WF and WCF integration in .NET 3.5

I think the commentary is be smarter about how you distribute dlls. If 2.0 folder exists. Use the DLLs you can there and just add 3.0 dlls ADDITIVE DLLs.
The unabashed truth and maybe you can comment on this more:
Microsoft takes the least resistant path to distribution. Not the smartest.
If Microsoft wanted to it could logically figure out which DLLs are needed and install those.
The answer you are shying away from, Matt is Microsoft is not committed to optimizing the framework install process.
The 1.0 and 1.1 directories are there for compatability reasons. If you compile an application for 1.1 and you have 3.0 installed, it will run on the CLR used by the .NET Framework 3.0.
If you install the .NET Framework 1.1 on that machine, that same application will run on the .NET Framework 1.1.
The folder structure (and the config files in them) are part of the mechanism that provides that CLR affinity. This was and is a feature set important to our user community and partner ecosystem.

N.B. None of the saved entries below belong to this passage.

//! 错误类型
//!
//! 分两类：致命错误（根目录无效，直接退出）和单文件错误（记录日志后继续下一个文件）。

use std::path::PathBuf;
use thiserror::Error;

use crate::ai::response::ParseError;
use crate::ai::vlm::InferenceError;
use crate::metadata::MetadataError;

/// 顶层错误
#[derive(Debug, Error)]
pub enum AnnotateError {
    /// 根目录不存在或不是目录
    #[error("{} is not a directory", .0.display())]
    InvalidRoot(PathBuf),

    #[error("failed to prepare image: {0}")]
    Image(#[from] image::ImageError),

    #[error("inference failed: {0}")]
    Inference(#[from] InferenceError),

    #[error("could not parse model response: {0}")]
    Parse(#[from] ParseError),

    #[error("metadata error: {0}")]
    Metadata(#[from] MetadataError),

    #[error("io error: {0}")]
    Io(#[from] std::io::Error),
}

impl AnnotateError {
    /// 是否需要中止整个运行
    pub fn is_fatal(&self) -> bool {
        matches!(self, AnnotateError::InvalidRoot(_))
    }
}

pub type Result<T> = std::result::Result<T, AnnotateError>;
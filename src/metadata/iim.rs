//! Photoshop 图像资源块与 IPTC-IIM 数据集编解码
//!
//! APP13 段内容 = `Photoshop 3.0\0` + 若干 `8BIM` 资源块，
//! 其中资源 0x0404 保存 IIM 数据集（`0x1C record dataset length data`）。

use tracing::warn;

use super::MetadataError;

pub const PHOTOSHOP_HEADER: &[u8] = b"Photoshop 3.0\0";
pub const IPTC_RESOURCE_ID: u16 = 0x0404;

/// 1:90 CodedCharacterSet = ESC % G (UTF-8)
pub const UTF8_CHARSET: &[u8] = &[0x1B, 0x25, 0x47];

pub const RECORD_ENVELOPE: u8 = 1;
pub const RECORD_APPLICATION: u8 = 2;
pub const DATASET_CHARSET: u8 = 90;
pub const DATASET_RECORD_VERSION: u8 = 0;
pub const DATASET_KEYWORDS: u8 = 25;
pub const DATASET_CAPTION: u8 = 120;

const TAG_MARKER: u8 = 0x1C;
const KNOWN_SIGNATURES: [&[u8; 4]; 4] = [b"8BIM", b"PHUT", b"AgHg", b"DCSR"];

/// Photoshop 图像资源块
#[derive(Debug, Clone, PartialEq, Eq)]
pub struct ImageResource {
    pub signature: [u8; 4],
    pub id: u16,
    pub name: Vec<u8>,
    pub data: Vec<u8>,
}

impl ImageResource {
    pub fn iptc(data: Vec<u8>) -> Self {
        Self {
            signature: *b"8BIM",
            id: IPTC_RESOURCE_ID,
            name: Vec::new(),
            data,
        }
    }

    pub fn is_iptc(&self) -> bool {
        &self.signature == b"8BIM" && self.id == IPTC_RESOURCE_ID
    }
}

fn malformed(reason: &str) -> MetadataError {
    MetadataError::Malformed(reason.to_string())
}

fn read_u16(bytes: &[u8], offset: usize) -> u16 {
    u16::from_be_bytes([bytes[offset], bytes[offset + 1]])
}

fn read_u32(bytes: &[u8], offset: usize) -> u32 {
    u32::from_be_bytes([
        bytes[offset],
        bytes[offset + 1],
        bytes[offset + 2],
        bytes[offset + 3],
    ])
}

fn starts_with_signature(bytes: &[u8]) -> bool {
    KNOWN_SIGNATURES
        .iter()
        .any(|signature| bytes.starts_with(&signature[..]))
}

/// 解析资源块序列
///
/// 遇到无法识别的签名或不足一个块头的尾部数据时停止，返回已解析的资源。
/// 奇数长度数据后缺少填充字节也能容忍。
pub fn parse_resources(bytes: &[u8]) -> Result<Vec<ImageResource>, MetadataError> {
    let mut resources = Vec::new();
    let mut offset = 0;

    while offset < bytes.len() {
        let rest = &bytes[offset..];
        // 尾部填充
        if rest.iter().all(|&b| b == 0) {
            break;
        }
        if rest.len() < 12 || !starts_with_signature(rest) {
            warn!(
                "Ignoring {} unrecognised bytes after {} image resources",
                rest.len(),
                resources.len()
            );
            break;
        }

        let mut signature = [0u8; 4];
        signature.copy_from_slice(&rest[..4]);
        let id = read_u16(rest, 4);

        // Pascal 字符串，连同长度字节补齐到偶数
        let name_len = rest[6] as usize;
        let name_end = 7 + name_len;
        let padded_name_end = name_end + (name_end - 6) % 2;
        if padded_name_end + 4 > rest.len() {
            return Err(malformed("truncated image resource name"));
        }
        let name = rest[7..name_end].to_vec();

        let size = read_u32(rest, padded_name_end) as usize;
        let data_start = padded_name_end + 4;
        let data_end = data_start
            .checked_add(size)
            .filter(|&end| end <= rest.len())
            .ok_or_else(|| malformed("image resource exceeds segment"))?;
        let data = rest[data_start..data_end].to_vec();

        resources.push(ImageResource {
            signature,
            id,
            name,
            data,
        });
        let pad = usize::from(size % 2 == 1 && !starts_with_signature(&rest[data_end..]));
        offset += data_end + pad;
    }

    Ok(resources)
}

pub fn encode_resources(resources: &[ImageResource]) -> Vec<u8> {
    let mut out = Vec::new();
    for resource in resources {
        out.extend_from_slice(&resource.signature);
        out.extend_from_slice(&resource.id.to_be_bytes());

        let name_len = resource.name.len().min(255);
        out.push(name_len as u8);
        out.extend_from_slice(&resource.name[..name_len]);
        if (name_len + 1) % 2 == 1 {
            out.push(0);
        }

        out.extend_from_slice(&(resource.data.len() as u32).to_be_bytes());
        out.extend_from_slice(&resource.data);
        if resource.data.len() % 2 == 1 {
            out.push(0);
        }
    }
    out
}

/// IIM 数据集
#[derive(Debug, Clone, PartialEq, Eq)]
pub struct DataSet {
    pub record: u8,
    pub dataset: u8,
    pub data: Vec<u8>,
}

impl DataSet {
    pub fn new(record: u8, dataset: u8, data: impl Into<Vec<u8>>) -> Self {
        Self {
            record,
            dataset,
            data: data.into(),
        }
    }

    pub fn is(&self, record: u8, dataset: u8) -> bool {
        self.record == record && self.dataset == dataset
    }
}

pub fn parse_datasets(bytes: &[u8]) -> Result<Vec<DataSet>, MetadataError> {
    let mut datasets = Vec::new();
    let mut offset = 0;

    while offset < bytes.len() {
        if bytes[offset] != TAG_MARKER {
            if bytes[offset..].iter().all(|&b| b == 0) {
                break;
            }
            return Err(malformed("expected IIM tag marker"));
        }
        if offset + 5 > bytes.len() {
            return Err(malformed("truncated IIM dataset header"));
        }

        let record = bytes[offset + 1];
        let dataset = bytes[offset + 2];
        let raw_len = read_u16(bytes, offset + 3);
        let mut data_start = offset + 5;

        let length = if raw_len & 0x8000 != 0 {
            // 扩展长度：低 15 位是长度字段本身的字节数
            let count = (raw_len & 0x7FFF) as usize;
            if count == 0 || count > 4 || data_start + count > bytes.len() {
                return Err(malformed("invalid extended IIM length"));
            }
            let length = bytes[data_start..data_start + count]
                .iter()
                .fold(0usize, |acc, &b| (acc << 8) | b as usize);
            data_start += count;
            length
        } else {
            raw_len as usize
        };

        let data_end = data_start + length;
        if data_end > bytes.len() {
            return Err(malformed("IIM dataset exceeds resource"));
        }

        datasets.push(DataSet::new(record, dataset, &bytes[data_start..data_end]));
        offset = data_end;
    }

    Ok(datasets)
}

pub fn encode_datasets(datasets: &[DataSet]) -> Vec<u8> {
    let mut out = Vec::new();
    for ds in datasets {
        out.extend_from_slice(&[TAG_MARKER, ds.record, ds.dataset]);
        if ds.data.len() < 0x8000 {
            out.extend_from_slice(&(ds.data.len() as u16).to_be_bytes());
        } else {
            out.extend_from_slice(&0x8004u16.to_be_bytes());
            out.extend_from_slice(&(ds.data.len() as u32).to_be_bytes());
        }
        out.extend_from_slice(&ds.data);
    }
    out
}

/// 解码 IIM 文本：优先 UTF-8，否则按 Latin-1 处理
pub fn decode_text(bytes: &[u8]) -> String {
    let bytes = match bytes.iter().rposition(|&b| b != 0) {
        Some(last) => &bytes[..=last],
        None => &bytes[..0],
    };
    match std::str::from_utf8(bytes) {
        Ok(text) => text.to_string(),
        Err(_) => bytes.iter().map(|&b| b as char).collect(),
    }
}
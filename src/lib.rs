//! iptc-annotate - 使用本地视觉模型为 JPEG 图片生成 IPTC 关键词和说明
//!
//! 核心库，提供目录扫描、元数据检查、Ollama 推理、响应解析和 IPTC 写入功能。

pub mod ai;
pub mod config;
pub mod error;
pub mod metadata;
pub mod pipeline;

pub use ai::{Annotation, Describe, VlmClient};
pub use config::{AppConfig, OllamaConfig, Settings};
pub use error::AnnotateError;
pub use metadata::{read_iptc, write_iptc, IptcMetadata};
pub use pipeline::{Annotator, FileOutcome, RunStats};
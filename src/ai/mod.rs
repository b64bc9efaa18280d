//! AI 推理模块
//!
//! 包含图片预处理、Ollama 视觉模型客户端和响应解析。

pub mod image_prep;
pub mod response;
pub mod vlm;

pub use response::{parse_response, Annotation, ParseError, KEYWORD_COUNT};
pub use vlm::{Describe, InferenceError, VlmClient};
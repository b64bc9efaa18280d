//! 递归查找 JPEG 文件

use std::path::{Path, PathBuf};
use tracing::{debug, warn};
use walkdir::WalkDir;

use crate::error::{AnnotateError, Result};

/// 按扩展名判断是否为 JPEG（不区分大小写）
pub fn is_jpeg(path: &Path) -> bool {
    path.extension()
        .and_then(|e| e.to_str())
        .map(|e| e.eq_ignore_ascii_case("jpg") || e.eq_ignore_ascii_case("jpeg"))
        .unwrap_or(false)
}

/// 惰性遍历根目录下的所有 JPEG 文件
///
/// 根目录不存在或不是目录时返回致命错误；遍历中无法读取的条目只记录警告。
/// 指向文件的符号链接会被返回，指向目录的符号链接不会展开。
pub fn scan_jpegs(root: &Path) -> Result<impl Iterator<Item = PathBuf>> {
    if !root.is_dir() {
        return Err(AnnotateError::InvalidRoot(root.to_path_buf()));
    }

    let files = WalkDir::new(root)
        .follow_links(false)
        .sort_by_file_name()
        .into_iter()
        .filter_map(|entry| match entry {
            Ok(entry) => Some(entry),
            Err(e) => {
                warn!("Cannot read directory entry: {}", e);
                None
            }
        })
        .filter(|entry| {
            // 不进入链接的目录，但指向文件的链接照常处理
            entry.file_type().is_file() || (entry.path_is_symlink() && entry.path().is_file())
        })
        .filter_map(|entry| {
            let path = entry.into_path();
            if is_jpeg(&path) {
                Some(path)
            } else {
                debug!("Skipping non-JPEG: {}", path.display());
                None
            }
        });

    Ok(files)
}

#[cfg(test)]
mod tests {
    use super::*;
    use std::fs;

    #[test]
    fn test_is_jpeg() {
        assert!(is_jpeg(Path::new("a.jpg")));
        assert!(is_jpeg(Path::new("dir/B.JPEG")));
        assert!(!is_jpeg(Path::new("c.png")));
        assert!(!is_jpeg(Path::new("jpg")));
    }

    #[test]
    fn test_non_jpeg_directory_yields_nothing() {
        let dir = tempfile::tempdir().unwrap();
        fs::write(dir.path().join("notes.txt"), "hello").unwrap();
        fs::write(dir.path().join("photo.png"), [0u8; 4]).unwrap();
        fs::create_dir(dir.path().join("raw")).unwrap();
        fs::write(dir.path().join("raw/img.cr2"), [0u8; 4]).unwrap();

        assert_eq!(scan_jpegs(dir.path()).unwrap().count(), 0);
    }

    #[test]
    fn test_finds_nested_jpegs() {
        let dir = tempfile::tempdir().unwrap();
        fs::create_dir_all(dir.path().join("2024/summer")).unwrap();
        fs::write(dir.path().join("a.jpg"), [0u8; 4]).unwrap();
        fs::write(dir.path().join("2024/summer/b.JPEG"), [0u8; 4]).unwrap();
        fs::write(dir.path().join("2024/readme.md"), "x").unwrap();
        // 以 .jpg 结尾的目录不算
        fs::create_dir(dir.path().join("folder.jpg")).unwrap();

        let found: Vec<PathBuf> = scan_jpegs(dir.path()).unwrap().collect();
        assert_eq!(found.len(), 2);
        assert!(found.contains(&dir.path().join("a.jpg")));
        assert!(found.contains(&dir.path().join("2024/summer/b.JPEG")));
    }

    #[cfg(unix)]
    #[test]
    fn test_symlinked_files_are_found_but_linked_dirs_are_not_walked() {
        use std::os::unix::fs::symlink;

        let dir = tempfile::tempdir().unwrap();
        let outside = tempfile::tempdir().unwrap();
        fs::write(outside.path().join("real.jpg"), [0u8; 4]).unwrap();
        fs::create_dir(outside.path().join("album")).unwrap();
        fs::write(outside.path().join("album/inner.jpg"), [0u8; 4]).unwrap();

        symlink(outside.path().join("real.jpg"), dir.path().join("link.jpg")).unwrap();
        symlink(outside.path().join("album"), dir.path().join("album")).unwrap();
        symlink(outside.path().join("gone.jpg"), dir.path().join("dangling.jpg")).unwrap();

        let found: Vec<PathBuf> = scan_jpegs(dir.path()).unwrap().collect();
        assert_eq!(found, vec![dir.path().join("link.jpg")]);
    }

    #[test]
    fn test_missing_root_is_fatal() {
        let dir = tempfile::tempdir().unwrap();
        let err = scan_jpegs(&dir.path().join("missing")).err().unwrap();
        assert!(err.is_fatal());
    }

    #[test]
    fn test_file_root_is_fatal() {
        let dir = tempfile::tempdir().unwrap();
        let file = dir.path().join("a.jpg");
        fs::write(&file, [0u8; 4]).unwrap();
        assert!(matches!(
            scan_jpegs(&file),
            Err(AnnotateError::InvalidRoot(_))
        ));
    }
}
//! iptc-annotate 主入口

use std::path::PathBuf;
use std::process::ExitCode;

use clap::Parser;
use iptc_annotate::config::parse_language;
use iptc_annotate::{AnnotateError, Annotator, AppConfig, Settings, VlmClient};
use tracing::{debug, error, info};
use tracing_subscriber::{fmt, prelude::*, EnvFilter};

/// Recursively annotate JPEG images with IPTC keywords and captions/abstracts
/// using ollama and a vision model.
#[derive(Parser, Debug)]
#[command(version, about, long_about = None)]
struct Args {
    /// Directory to recursively scan for JPEG images
    directory: PathBuf,

    /// Overwrite existing IPTC entries
    #[arg(short, long, default_value_t = false)]
    overwrite: bool,

    /// Desired output language as ISO 639-1 code
    #[arg(short, long, default_value = "en", value_parser = parse_language)]
    language: String,

    /// Configuration file with an [ollama] section
    #[arg(short, long)]
    config: Option<PathBuf>,
}

fn main() -> ExitCode {
    // 初始化日志
    tracing_subscriber::registry()
        .with(fmt::layer())
        .with(
            EnvFilter::try_from_default_env()
                .unwrap_or_else(|_| EnvFilter::new("iptc_annotate=info")),
        )
        .init();

    let args = Args::parse();
    info!("Starting iptc-annotate v{}", env!("CARGO_PKG_VERSION"));

    let result = run(args);
    if let Err(e) = &result {
        error!("{:#}", e);
    }
    ExitCode::from(exit_status(&result))
}

/// 根目录无效时的退出码（与 clap 的用法错误一致）
const EXIT_INVALID_ROOT: u8 = 2;

/// 单个文件失败不影响退出码，只有中止运行的错误返回非零
fn exit_status(result: &anyhow::Result<()>) -> u8 {
    match result {
        Ok(()) => 0,
        Err(_) => EXIT_INVALID_ROOT,
    }
}

fn run(args: Args) -> anyhow::Result<()> {
    let config = AppConfig::load(args.config.as_deref());
    let settings = Settings {
        directory: args.directory,
        overwrite: args.overwrite,
        language: args.language,
        ollama: config.ollama,
    };
    debug!("{:?}", settings);

    if settings.language != "en" {
        info!(
            "Translation to '{}' is not implemented, annotations stay as the model returns them",
            settings.language
        );
    }

    info!(
        "Using model {} at {} (timeout {}s)",
        settings.ollama.model, settings.ollama.base_url, settings.ollama.timeout
    );
    let client = VlmClient::new(settings.ollama.clone())?;
    let annotator = Annotator::new(client, settings.overwrite);

    match annotator.run(&settings.directory) {
        Ok(_) => Ok(()),
        Err(e @ AnnotateError::InvalidRoot(_)) => {
            Err(anyhow::anyhow!("No valid working directory provided: {}", e))
        }
        Err(e) => Err(e.into()),
    }
}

I do think we are commited to optimizing the .NET Framework install process, and I don't think one can measure that by a single metric like footprint. We have other products (Silverlight 1.0 and 1.1) that have a much smaller footprint.
--Justin Smith
http://blogs.msdn.com/justinjsmith
hello Guys,
do you think we have the view capacity of superman? the video qulaity sucks and is impossible to read any single line of code.